Dans le cadre de ce réexamen, le Tribunal a fait parvenir des questionnaires détaillés aux fabricants et importateurs connus des marchandises en cause. À partir des réponses aux questionnaires et d'autres sources, le personnel de la recherche du Tribunal a préparé des rapports public et protégé, préalables à l'audience, au sujet du réexamen. En outre, le dossier du présent réexamen comprend tous les documents pertinents, y compris les conclusions initiales, l'avis de réexamen et les parties publiques et confidentielles-protégées des réponses aux questionnaires. Toutes les pièces publiques ont été mises à la disposition des parties intéressées et les pièces protégées, à la disposition des avocats indépendants seulement.

Des scéances publiques et à huit clos se sont tenues à Ottawa (Ontario), les 22 et 23 mai 1990.

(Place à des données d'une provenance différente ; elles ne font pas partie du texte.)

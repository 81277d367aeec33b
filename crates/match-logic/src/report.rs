//! Console rendering of match and tournament results
//!
//! String builders, plus [`Transcript`], which streams them to a writer while
//! a tournament runs.

use std::fmt::Write;
use std::io;

use crate::game::{MatchObserver, MatchResult, RoundResult, Verdict};
use crate::tournament::Standing;

/// Outcome codes per line of the outcome log
pub const LOG_WRAP: usize = 30;

/// One line describing a played round
pub fn render_round(player_a: &str, player_b: &str, round: &RoundResult) -> String {
    format!(
        "{} chose {}, {} chose {} => {}: {} ({})",
        player_a,
        round.move_a,
        player_b,
        round.move_b,
        round.score_a,
        round.score_b,
        round.outcome.symbol(),
    )
}

/// Outcome codes, `LOG_WRAP` per line
pub fn render_outcome_log(rounds: &[RoundResult]) -> String {
    let mut out = String::new();
    for line in rounds.chunks(LOG_WRAP) {
        for round in line {
            let _ = write!(out, " {} ", round.outcome.symbol());
        }
        out.push('\n');
    }
    out
}

pub fn render_match_header(player_a: &str, player_b: &str) -> String {
    format!("Playing match between {} and {}\n", player_a, player_b)
}

pub fn render_round_header(round: u32) -> String {
    format!("Playing round: {}\n", round)
}

/// Outcome log, coins and verdict
pub fn render_match_footer(result: &MatchResult) -> String {
    let mut out = render_outcome_log(&result.rounds);
    let _ = writeln!(out, "Player1 {} has {} coins", result.player_a, result.total_score_a);
    let _ = writeln!(out, "Player2 {} has {} coins", result.player_b, result.total_score_b);
    let _ = match result.verdict {
        Verdict::Draw => writeln!(out, "Draw!"),
        Verdict::PlayerA => writeln!(out, "Player 1 {} WINS", result.player_a),
        Verdict::PlayerB => writeln!(out, "Player 2 {} WINS", result.player_b),
    };
    out
}

/// Full match transcript: rounds, outcome log, coins and verdict
pub fn render_match(result: &MatchResult) -> String {
    let mut out = render_match_header(&result.player_a, &result.player_b);
    for (i, round) in result.rounds.iter().enumerate() {
        out.push_str(&render_round_header(i as u32 + 1));
        let _ = writeln!(out, "{}", render_round(&result.player_a, &result.player_b, round));
    }
    out.push_str(&render_match_footer(result));
    out
}

/// Writes the match transcript as it happens.
///
/// Observer hooks cannot fail, so the first write error is kept and
/// returned by [`Transcript::finish`]; nothing more is written after it.
pub struct Transcript<W> {
    out: W,
    error: Option<io::Error>,
}

impl<W: io::Write> Transcript<W> {
    pub fn new(out: W) -> Self {
        Self { out, error: None }
    }

    fn emit(&mut self, text: &str) {
        if self.error.is_some() {
            return;
        }
        if let Err(err) = self.out.write_all(text.as_bytes()).and_then(|_| self.out.flush()) {
            self.error = Some(err);
        }
    }

    pub fn finish(self) -> io::Result<W> {
        match self.error {
            Some(err) => Err(err),
            None => Ok(self.out),
        }
    }
}

impl<W: io::Write> MatchObserver for Transcript<W> {
    fn match_started(&mut self, player_a: &str, player_b: &str) {
        self.emit(&render_match_header(player_a, player_b));
    }

    fn round_started(&mut self, round: u32) {
        self.emit(&render_round_header(round));
    }

    fn round_played(&mut self, _: u32, player_a: &str, player_b: &str, result: &RoundResult) {
        self.emit(&format!("{}\n", render_round(player_a, player_b, result)));
    }

    fn match_finished(&mut self, result: &MatchResult) {
        self.emit(&render_match_footer(result));
    }
}

/// Final win table
pub fn render_standings(standings: &[Standing]) -> String {
    let mut out = String::from("\nTournament Results:\n");
    for standing in standings {
        let _ = writeln!(out, "{}: {} wins", standing.name, standing.wins);
    }
    out
}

Desmarais, un fabricant canadien des marchandises en cause, était représentée à l'audience par un avocat et a présenté des éléments de preuve et des arguments à l'appui de la prorogation des conclusions.

Candym Enterprises Limited (Candym), éventuel importateur des marchandises en cause, a déposé des éléments de preuve et a formulé des arguments à l'appui d'une exclusion des conclusions applicable à Singapour, à la Malaisie et à Taïwan pour importer certains albums qui, paraît-il, ne font pas directement concurrence aux marchandises fabriquées au Canada.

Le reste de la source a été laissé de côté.